The importance of positive risk management

It’s an approach that recognizes the value of risk and aligns it with business strategy. It moves beyond the fortress mentality of negative risk management, focusing on enabling risk-informed business decisions. It’s underpinned by processes and technologies that provide consistent risk visibility and ensure proactive risk management. And it’s a cultural shift where the entire organization—from the board of directors to frontline employees—understands their critical role in the organization’s risk posture.

So, what are the key attributes of positive risk management?

• It involves everyone. Historically, risk management has been primarily the domain of core risk teams. With positive risk management, that needs to change. Business stakeholders must take ownership of their risk posture, proactively identify and manage risks, and align business decisions with risk appetite. Frontline employees become the eyes and ears of the organization, providing early visibility into emerging risks. And risk management teams become the glue that binds everything together, collaborating with business stakeholders to provide the best-practice processes and expert risk guidance that fuel visibility and control. 

• It starts at the top. Positive risk management is a major cultural shift. That doesn’t happen from the bottom up. Board members and executives need to clearly and consistently communicate the strategic business value of risk, define the organization’s risk appetite, establish measurable objectives, ensure accountability, and monitor progress. 

• It needs a common language. Because positive risk management spans the entire organization, you need a shared way to talk about risk. This starts with a common risk taxonomy—a structured way of describing and classifying risk—and includes well-defined risk and compliance processes. Consistency is key. For instance, if your finance and cybersecurity teams define a high-priority risk differently, you can’t accurately assess overall risk to support informed decision-making. 

• It’s proactive. You can’t make risk-informed decisions based on annual risk assessments. Your risk landscape is constantly changing, so you need to proactively identify emerging risks—such as those that come along with accelerated digital innovation. In fact, a ServiceNow and ThoughtLab survey of 1,000 global C-suite executives found that 81% of organizations that lead on risk readiness proactively manage technology-related risks, compared to just 45% of those not identified as leaders. 

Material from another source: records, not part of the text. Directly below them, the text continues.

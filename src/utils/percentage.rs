use std::{fmt::Display, ops::Deref};

#[derive(Debug, Clone, Copy, PartialEq, PartialOrd)]
pub struct Percentage(f64);

impl Display for Percentage {
    fn fmt(&self, f: &mut std::fmt::Formatter<'_>) -> std::fmt::Result {
        write!(f, "{}%", self.0)
    }
}

impl Percentage {
    pub fn new_opt(value: f64) -> Option<Percentage> {
        if value < 0. || value.is_nan() {
            None
        } else {
            Some(Percentage(value))
        }
    }

    /// Rounds the percentage down to the closest multiple of `step`. 86.67 with a step of 5
    /// becomes 85.
    pub fn stepped(self, step: f64) -> Percentage {
        Percentage(self.0 - self.0 % step)
    }

    /// Whole part of the percentage, the way it's shown to the user.
    pub fn truncated(self) -> u64 {
        self.0.trunc() as u64
    }
}

impl Deref for Percentage {
    type Target = f64;

    fn deref(&self) -> &Self::Target {
        &self.0
    }
}

/// Share of `whole` taken by `value`, both in seconds. An empty whole means nothing was taken.
pub fn seconds_percentage(value: f64, whole: f64) -> Percentage {
    if whole <= 0. {
        return Percentage(0.);
    }
    Percentage::new_opt(value / whole * 100.).unwrap_or(Percentage(0.))
}
pub mod clock;
pub mod dir;
pub mod logging;
pub mod percentage;
pub mod time;
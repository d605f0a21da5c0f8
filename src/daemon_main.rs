// Without a console window on windows. Comment out to see stdout while developing.
#![windows_subsystem = "windows"]

use anyhow::Result;
use clap::Parser;
use timetally::{
    daemon::{args::DaemonArgs, start_daemon},
    utils::{
        dir::application_dir,
        logging::{enable_logging, DAEMON_PREFIX},
    },
};

fn main() -> Result<()> {
    let command_args = std::env::args().collect::<Vec<_>>();
    let args = DaemonArgs::parse_from(&command_args);

    if !args.force && detach(command_args)? {
        return Ok(());
    }

    let app_dir = application_dir(args.dir.clone())?;
    enable_logging(DAEMON_PREFIX, &app_dir, args.log, args.log_console)?;

    let show_console = args.show_console();
    tokio::runtime::Builder::new_current_thread()
        .enable_all()
        .build()?
        .block_on(start_daemon(app_dir, args.api_url, show_console))
}

/// Moves the daemon away from the terminal. Returns `true` in the process that should exit.
#[cfg(all(windows, feature = "win"))]
fn detach(mut command_args: Vec<String>) -> Result<bool> {
    use std::os::windows::process::CommandExt;
    use std::process::{Command, Stdio};
    use windows::Win32::System::Threading::DETACHED_PROCESS;

    command_args.push("--force".into());
    let mut command = Command::new(std::env::current_exe()?);
    command
        .args(command_args.into_iter().skip(1))
        .creation_flags(DETACHED_PROCESS.0)
        .stdin(Stdio::null())
        .stdout(Stdio::null())
        .stderr(Stdio::null());
    #[allow(clippy::zombie_processes)]
    command.spawn()?;
    println!("Started timetally daemon");
    Ok(true)
}

/// Moves the daemon away from the terminal. Returns `true` in the process that should exit.
#[cfg(unix)]
fn detach(_command_args: Vec<String>) -> Result<bool> {
    use daemonize::{Daemonize, Outcome, Stdio};

    match Daemonize::new()
        .stdout(Stdio::devnull())
        .stderr(Stdio::devnull())
        .execute()
    {
        Outcome::Parent(parent) => {
            parent?;
            println!("Started timetally daemon, alerts are shown by the next timetally command");
            Ok(true)
        }
        Outcome::Child(child) => {
            child?;
            Ok(false)
        }
    }
}

#[cfg(not(any(unix, all(windows, feature = "win"))))]
fn detach(_command_args: Vec<String>) -> Result<bool> {
    Ok(false)
}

• It’s resilient. Traditional risk management focuses on avoiding and eliminating risk. Mitigating risk is important, but bad things will always happen no matter how strong your defenses. When you take a positive approach to risk and embrace it, you must also hone your ability to recover. Make sure you have plans in place to respond effectively when risks turn into reality. Business continuity management is part of this, but you need a broader approach beyond simply responding to disasters. 

• It’s flexible. The unexpected always happens. For example, who would have thought at the beginning of 2019 that a pandemic would bring commerce to its knees? Don’t plan for known risks only. Build a process foundation that lets you respond quickly and effectively to both likely scenarios and those that seem very unlikely. 

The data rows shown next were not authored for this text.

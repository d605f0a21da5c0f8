use anyhow::{anyhow, Result};
use chrono::{DateTime, Duration, NaiveDate, NaiveTime, TimeZone};

/// Daylight saving gaps never last longer than this.
const LONGEST_GAP_MINUTES: i64 = 3 * 60;

/// First existing moment of `date` in `tz`. Usually midnight, but some zones skip midnight when
/// switching to summer time, then the day starts right after the gap.
pub fn day_start<Tz: TimeZone>(date: NaiveDate, tz: &Tz) -> Result<DateTime<Tz>> {
    let midnight = date.and_time(NaiveTime::MIN);
    (0..=LONGEST_GAP_MINUTES)
        .find_map(|minutes| {
            tz.from_local_datetime(&(midnight + Duration::minutes(minutes)))
                .earliest()
        })
        .ok_or_else(|| anyhow!("Day {date} has no start in the local timezone"))
}

/// Returns start of the next calendar day.
pub fn next_day_start<Tz: TimeZone>(date: &DateTime<Tz>) -> Result<DateTime<Tz>> {
    let next = date
        .date_naive()
        .succ_opt()
        .ok_or_else(|| anyhow!("{} is the last representable day", date.date_naive()))?;
    day_start(next, &date.timezone())
}

/// Range covering the whole calendar day of `moment`: from its start (inclusive) to the start of
/// the next day (exclusive). Days around daylight saving changes are 23 or 25 hours long.
pub fn day_range<Tz: TimeZone>(moment: DateTime<Tz>) -> Result<(DateTime<Tz>, DateTime<Tz>)> {
    let start = day_start(moment.date_naive(), &moment.timezone())?;
    let end = next_day_start(&moment)?;
    Ok((start, end))
}

/// Formats worked seconds the way counters are shown to the user. Unknown and zero values are
/// both rendered as `00:00:00`.
pub fn format_hhmmss(seconds: Option<u64>) -> String {
    let seconds = match seconds {
        Some(v) if v > 0 => v,
        _ => return "00:00:00".into(),
    };

    let hours = seconds / 3600;
    let minutes = (seconds % 3600) / 60;
    let secs = seconds % 60;

    format!("{hours:02}:{minutes:02}:{secs:02}")
}

#[cfg(test)]
mod tests {
    use chrono::{Duration, NaiveDate, NaiveDateTime, NaiveTime, TimeZone, Timelike, Utc};
    use chrono_tz::America::{New_York, Santiago};

    use super::{day_range, format_hhmmss};

    #[test]
    fn test_format_empty_values() {
        assert_eq!(format_hhmmss(None), "00:00:00");
        assert_eq!(format_hhmmss(Some(0)), "00:00:00");
    }

    #[test]
    fn test_format_boundaries() {
        assert_eq!(format_hhmmss(Some(1)), "00:00:01");
        assert_eq!(format_hhmmss(Some(59)), "00:00:59");
        assert_eq!(format_hhmmss(Some(60)), "00:01:00");
        assert_eq!(format_hhmmss(Some(3599)), "00:59:59");
        assert_eq!(format_hhmmss(Some(3600)), "01:00:00");
        assert_eq!(format_hhmmss(Some(3661)), "01:01:01");
    }

    #[test]
    fn test_format_components() {
        for (h, m, s) in [(0, 0, 5), (2, 30, 0), (8, 0, 0), (12, 59, 59), (123, 4, 5)] {
            let total = h * 3600 + m * 60 + s;
            assert_eq!(
                format_hhmmss(Some(total)),
                format!("{h:02}:{m:02}:{s:02}")
            );
        }
    }

    #[test]
    fn test_day_range() {
        let moment = Utc.from_utc_datetime(&NaiveDateTime::new(
            NaiveDate::from_ymd_opt(2023, 12, 31).unwrap(),
            NaiveTime::from_hms_opt(18, 46, 32).unwrap(),
        ));
        let (start, end) = day_range(moment).unwrap();
        assert_eq!(
            start.naive_utc(),
            NaiveDate::from_ymd_opt(2023, 12, 31)
                .unwrap()
                .and_time(NaiveTime::MIN)
        );
        assert_eq!(
            end.naive_utc(),
            NaiveDate::from_ymd_opt(2024, 1, 1)
                .unwrap()
                .and_time(NaiveTime::MIN)
        );
    }

    #[test]
    fn test_day_range_before_clocks_go_forward() {
        // Clocks in New York jump from 02:00 to 03:00 on 2024-03-10
        let moment = New_York.with_ymd_and_hms(2024, 3, 9, 23, 30, 0).unwrap();
        let (start, end) = day_range(moment).unwrap();

        assert_eq!(start.date_naive(), NaiveDate::from_ymd_opt(2024, 3, 9).unwrap());
        assert_eq!(end.date_naive(), NaiveDate::from_ymd_opt(2024, 3, 10).unwrap());
        assert_eq!(end.time(), NaiveTime::MIN);
        assert_eq!(end - start, Duration::hours(24));
    }

    #[test]
    fn test_day_range_on_short_and_long_days() {
        let (start, end) =
            day_range(New_York.with_ymd_and_hms(2024, 3, 10, 12, 0, 0).unwrap()).unwrap();
        assert_eq!(end - start, Duration::hours(23));

        let (start, end) =
            day_range(New_York.with_ymd_and_hms(2024, 11, 3, 12, 0, 0).unwrap()).unwrap();
        assert_eq!(end - start, Duration::hours(25));
    }

    #[test]
    fn test_day_range_when_midnight_is_skipped() {
        // Santiago skips from 00:00 straight to 01:00 on 2024-09-08
        let moment = Santiago.with_ymd_and_hms(2024, 9, 8, 12, 0, 0).unwrap();
        let (start, end) = day_range(moment).unwrap();
        assert_eq!(start.date_naive(), NaiveDate::from_ymd_opt(2024, 9, 8).unwrap());
        assert_eq!(start.hour(), 1);
        assert_eq!(start.minute(), 0);
        assert_eq!(end.date_naive(), NaiveDate::from_ymd_opt(2024, 9, 9).unwrap());

        let day_before = Santiago.with_ymd_and_hms(2024, 9, 7, 23, 30, 0).unwrap();
        let (_, end) = day_range(day_before).unwrap();
        assert_eq!(end, start);
    }
}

• It’s automated. Positive risk management can’t run on emails and spreadsheets—manual approaches don’t scale or provide the enterprise wide visibility you need. Bring together your risk and compliance data and processes on a unified platform. This will give you a single source of truth and let you drive consistent, automated workflows and implement real-time dashboards across your business to create visibility, speed, agility, and accuracy.